- [YOUR OBJECTIVE] Transcribe only the lines between the first line of the records and the line containing "let api_router = health::router().merge(sessions::router());", inclusive, exactly as written.
[INPUT Boundary: Start]
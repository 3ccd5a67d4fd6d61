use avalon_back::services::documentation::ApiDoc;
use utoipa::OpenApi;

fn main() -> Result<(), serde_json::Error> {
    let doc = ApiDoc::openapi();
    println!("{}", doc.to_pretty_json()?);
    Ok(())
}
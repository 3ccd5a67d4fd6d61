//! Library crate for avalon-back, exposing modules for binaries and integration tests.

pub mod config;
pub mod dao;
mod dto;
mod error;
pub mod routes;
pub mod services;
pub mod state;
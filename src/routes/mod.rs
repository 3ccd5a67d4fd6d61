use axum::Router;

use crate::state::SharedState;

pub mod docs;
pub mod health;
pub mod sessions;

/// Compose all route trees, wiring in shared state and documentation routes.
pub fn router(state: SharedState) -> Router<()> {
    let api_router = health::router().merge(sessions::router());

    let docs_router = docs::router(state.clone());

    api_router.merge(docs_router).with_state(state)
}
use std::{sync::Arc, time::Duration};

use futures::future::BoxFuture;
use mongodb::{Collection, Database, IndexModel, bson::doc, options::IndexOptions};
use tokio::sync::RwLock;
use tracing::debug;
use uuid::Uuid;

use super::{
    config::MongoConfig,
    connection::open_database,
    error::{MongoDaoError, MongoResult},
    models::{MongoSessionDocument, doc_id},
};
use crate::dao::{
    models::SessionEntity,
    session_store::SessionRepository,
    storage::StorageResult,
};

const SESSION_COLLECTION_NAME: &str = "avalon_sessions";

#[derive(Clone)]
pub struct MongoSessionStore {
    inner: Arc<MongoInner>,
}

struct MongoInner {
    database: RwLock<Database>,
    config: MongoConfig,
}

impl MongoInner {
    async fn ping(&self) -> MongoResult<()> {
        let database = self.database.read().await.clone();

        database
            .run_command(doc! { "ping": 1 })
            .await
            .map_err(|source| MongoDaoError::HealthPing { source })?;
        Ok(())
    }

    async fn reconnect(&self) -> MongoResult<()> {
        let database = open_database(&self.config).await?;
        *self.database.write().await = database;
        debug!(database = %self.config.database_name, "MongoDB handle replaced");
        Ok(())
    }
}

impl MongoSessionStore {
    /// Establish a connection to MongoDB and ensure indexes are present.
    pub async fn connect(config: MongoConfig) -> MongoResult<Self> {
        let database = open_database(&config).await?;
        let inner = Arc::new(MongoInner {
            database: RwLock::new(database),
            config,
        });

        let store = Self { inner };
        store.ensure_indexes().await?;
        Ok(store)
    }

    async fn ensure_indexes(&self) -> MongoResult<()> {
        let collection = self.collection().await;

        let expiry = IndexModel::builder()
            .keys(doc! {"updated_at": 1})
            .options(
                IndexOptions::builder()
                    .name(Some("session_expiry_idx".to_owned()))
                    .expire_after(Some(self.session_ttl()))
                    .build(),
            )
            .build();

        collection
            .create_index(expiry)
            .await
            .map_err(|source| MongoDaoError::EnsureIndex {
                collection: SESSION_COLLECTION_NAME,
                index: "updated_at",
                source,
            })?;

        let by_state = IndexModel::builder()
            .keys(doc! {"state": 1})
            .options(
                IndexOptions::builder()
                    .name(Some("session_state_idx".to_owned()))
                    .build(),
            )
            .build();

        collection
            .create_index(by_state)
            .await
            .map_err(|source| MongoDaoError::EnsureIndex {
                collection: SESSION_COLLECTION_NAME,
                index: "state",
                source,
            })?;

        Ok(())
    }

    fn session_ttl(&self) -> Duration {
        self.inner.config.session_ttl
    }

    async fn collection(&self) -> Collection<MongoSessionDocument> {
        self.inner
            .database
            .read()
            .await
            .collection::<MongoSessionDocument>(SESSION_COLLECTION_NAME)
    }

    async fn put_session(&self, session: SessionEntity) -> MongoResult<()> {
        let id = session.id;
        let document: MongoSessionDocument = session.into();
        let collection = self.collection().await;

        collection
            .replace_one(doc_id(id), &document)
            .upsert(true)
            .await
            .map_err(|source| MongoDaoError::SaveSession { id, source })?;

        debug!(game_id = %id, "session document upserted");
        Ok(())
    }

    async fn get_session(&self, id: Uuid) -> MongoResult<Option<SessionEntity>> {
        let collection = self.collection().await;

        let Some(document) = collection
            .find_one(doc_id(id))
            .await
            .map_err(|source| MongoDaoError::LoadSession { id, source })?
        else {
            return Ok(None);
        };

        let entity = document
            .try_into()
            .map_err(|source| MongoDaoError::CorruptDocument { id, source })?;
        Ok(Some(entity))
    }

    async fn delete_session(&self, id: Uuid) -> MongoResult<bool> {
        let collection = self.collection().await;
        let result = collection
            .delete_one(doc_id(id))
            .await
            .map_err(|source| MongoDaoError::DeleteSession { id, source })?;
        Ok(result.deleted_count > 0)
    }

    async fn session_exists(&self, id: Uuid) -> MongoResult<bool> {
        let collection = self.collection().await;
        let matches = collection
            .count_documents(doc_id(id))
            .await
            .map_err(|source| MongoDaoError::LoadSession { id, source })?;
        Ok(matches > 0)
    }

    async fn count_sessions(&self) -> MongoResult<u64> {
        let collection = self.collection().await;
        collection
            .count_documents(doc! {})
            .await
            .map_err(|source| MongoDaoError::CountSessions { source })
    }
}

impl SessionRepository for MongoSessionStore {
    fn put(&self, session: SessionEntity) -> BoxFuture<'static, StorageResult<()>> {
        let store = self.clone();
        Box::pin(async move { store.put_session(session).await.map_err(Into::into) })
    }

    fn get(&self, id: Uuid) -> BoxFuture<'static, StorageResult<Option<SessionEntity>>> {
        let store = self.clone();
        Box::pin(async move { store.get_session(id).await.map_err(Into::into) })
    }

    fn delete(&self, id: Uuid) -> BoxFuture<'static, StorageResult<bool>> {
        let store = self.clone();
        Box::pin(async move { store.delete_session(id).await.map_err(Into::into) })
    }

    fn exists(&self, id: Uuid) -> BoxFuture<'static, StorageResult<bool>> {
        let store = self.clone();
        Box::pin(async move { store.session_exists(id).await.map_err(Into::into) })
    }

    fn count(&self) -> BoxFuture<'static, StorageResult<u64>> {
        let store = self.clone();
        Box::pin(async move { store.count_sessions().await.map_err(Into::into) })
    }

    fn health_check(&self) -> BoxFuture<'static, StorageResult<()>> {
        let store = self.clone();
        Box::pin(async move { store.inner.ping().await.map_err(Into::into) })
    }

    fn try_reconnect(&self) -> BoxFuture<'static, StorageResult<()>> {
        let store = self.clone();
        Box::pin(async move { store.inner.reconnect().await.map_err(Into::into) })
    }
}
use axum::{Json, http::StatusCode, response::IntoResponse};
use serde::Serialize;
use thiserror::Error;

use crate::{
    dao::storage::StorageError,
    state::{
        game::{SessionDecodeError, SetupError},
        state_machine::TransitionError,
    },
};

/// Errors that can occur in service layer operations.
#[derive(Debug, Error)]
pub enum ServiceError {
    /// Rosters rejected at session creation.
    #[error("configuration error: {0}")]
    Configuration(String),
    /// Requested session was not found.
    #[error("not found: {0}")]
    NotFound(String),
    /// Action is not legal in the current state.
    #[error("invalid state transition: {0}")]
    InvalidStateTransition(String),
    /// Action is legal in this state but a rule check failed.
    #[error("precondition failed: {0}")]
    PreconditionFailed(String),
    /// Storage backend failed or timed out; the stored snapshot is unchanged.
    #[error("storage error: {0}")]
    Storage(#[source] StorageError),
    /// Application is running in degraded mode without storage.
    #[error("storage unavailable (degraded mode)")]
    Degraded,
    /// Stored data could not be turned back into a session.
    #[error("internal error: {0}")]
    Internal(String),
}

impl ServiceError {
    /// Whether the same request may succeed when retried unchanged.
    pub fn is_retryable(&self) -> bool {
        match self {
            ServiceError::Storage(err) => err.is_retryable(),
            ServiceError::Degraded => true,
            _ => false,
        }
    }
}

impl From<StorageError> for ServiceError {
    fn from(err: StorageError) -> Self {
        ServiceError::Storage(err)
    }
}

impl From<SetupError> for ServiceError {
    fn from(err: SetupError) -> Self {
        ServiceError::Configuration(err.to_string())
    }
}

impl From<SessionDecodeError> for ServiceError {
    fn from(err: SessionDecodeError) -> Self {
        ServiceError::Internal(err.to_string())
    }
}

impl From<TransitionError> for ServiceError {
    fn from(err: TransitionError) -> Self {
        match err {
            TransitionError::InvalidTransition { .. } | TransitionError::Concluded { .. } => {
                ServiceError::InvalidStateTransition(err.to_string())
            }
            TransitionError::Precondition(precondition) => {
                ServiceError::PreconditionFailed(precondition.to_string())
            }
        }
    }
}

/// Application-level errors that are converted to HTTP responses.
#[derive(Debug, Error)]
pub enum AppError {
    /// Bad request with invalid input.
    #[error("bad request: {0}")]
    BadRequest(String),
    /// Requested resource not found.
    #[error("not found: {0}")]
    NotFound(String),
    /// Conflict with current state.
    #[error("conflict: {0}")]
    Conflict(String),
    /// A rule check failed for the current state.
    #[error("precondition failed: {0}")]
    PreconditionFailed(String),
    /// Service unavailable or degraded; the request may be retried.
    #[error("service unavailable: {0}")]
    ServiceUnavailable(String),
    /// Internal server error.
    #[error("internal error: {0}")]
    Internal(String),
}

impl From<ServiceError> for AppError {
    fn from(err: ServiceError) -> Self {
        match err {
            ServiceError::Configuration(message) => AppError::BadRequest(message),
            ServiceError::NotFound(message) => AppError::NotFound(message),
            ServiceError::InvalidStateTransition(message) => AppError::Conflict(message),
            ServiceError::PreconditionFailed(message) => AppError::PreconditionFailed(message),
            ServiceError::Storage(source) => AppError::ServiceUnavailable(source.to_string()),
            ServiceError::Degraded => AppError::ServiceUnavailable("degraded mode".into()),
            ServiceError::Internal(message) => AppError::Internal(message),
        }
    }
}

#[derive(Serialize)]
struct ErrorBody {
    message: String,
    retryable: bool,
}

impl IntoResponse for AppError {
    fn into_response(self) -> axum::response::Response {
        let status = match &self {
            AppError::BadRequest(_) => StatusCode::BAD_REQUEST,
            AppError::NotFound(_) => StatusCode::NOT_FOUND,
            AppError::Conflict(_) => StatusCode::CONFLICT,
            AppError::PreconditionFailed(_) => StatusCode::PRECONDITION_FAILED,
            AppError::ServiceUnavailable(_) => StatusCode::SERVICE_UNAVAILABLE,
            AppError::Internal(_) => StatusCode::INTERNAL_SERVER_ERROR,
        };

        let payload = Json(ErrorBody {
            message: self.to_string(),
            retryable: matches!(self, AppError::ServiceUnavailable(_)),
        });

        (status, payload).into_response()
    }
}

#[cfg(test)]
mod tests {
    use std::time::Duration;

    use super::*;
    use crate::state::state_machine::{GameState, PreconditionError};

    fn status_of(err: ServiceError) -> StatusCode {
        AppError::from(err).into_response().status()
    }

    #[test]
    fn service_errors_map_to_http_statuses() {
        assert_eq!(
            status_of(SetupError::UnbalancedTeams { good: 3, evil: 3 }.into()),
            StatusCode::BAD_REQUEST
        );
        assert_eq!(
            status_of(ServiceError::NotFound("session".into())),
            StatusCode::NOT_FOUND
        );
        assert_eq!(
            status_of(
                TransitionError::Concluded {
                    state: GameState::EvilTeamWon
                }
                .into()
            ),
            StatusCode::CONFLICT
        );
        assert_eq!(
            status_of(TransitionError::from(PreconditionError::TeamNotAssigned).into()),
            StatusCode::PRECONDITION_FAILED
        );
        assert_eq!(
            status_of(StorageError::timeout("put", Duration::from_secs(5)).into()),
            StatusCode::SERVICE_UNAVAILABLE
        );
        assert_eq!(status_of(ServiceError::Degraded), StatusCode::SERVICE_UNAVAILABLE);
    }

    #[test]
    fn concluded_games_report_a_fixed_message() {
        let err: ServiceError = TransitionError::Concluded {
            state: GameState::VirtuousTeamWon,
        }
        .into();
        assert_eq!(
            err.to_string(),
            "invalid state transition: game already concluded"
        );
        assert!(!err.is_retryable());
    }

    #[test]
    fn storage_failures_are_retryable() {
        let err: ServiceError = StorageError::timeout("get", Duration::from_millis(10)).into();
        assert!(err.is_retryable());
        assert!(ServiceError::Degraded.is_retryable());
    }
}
[INPUT Boundary: End]
- [TASK RESPONSE]
repository 3ccd5a67d4fd6d61
use avalon_back::services::documentation::ApiDoc;
use utoipa::OpenApi;

fn main() -> Result<(), serde_json::Error> {
    let doc = ApiDoc::openapi();
    println!("{}", doc.to_pretty_json()?);
    Ok(())
}
repository 3ccd5a67d4fd6d61
//! Library crate for avalon-back, exposing modules for binaries and integration tests.

pub mod config;
pub mod dao;
mod dto;
mod error;
pub mod routes;
pub mod services;
pub mod state;
filename src/routes/mod.rs
repository 3ccd5a67d4fd6d61
use axum::Router;

use crate::state::SharedState;

pub mod docs;
pub mod health;
pub mod sessions;

/// Compose all route trees, wiring in shared state and documentation routes.
pub fn router(state: SharedState) -> Router<()> {
    let api_router = health::router().merge(sessions::router());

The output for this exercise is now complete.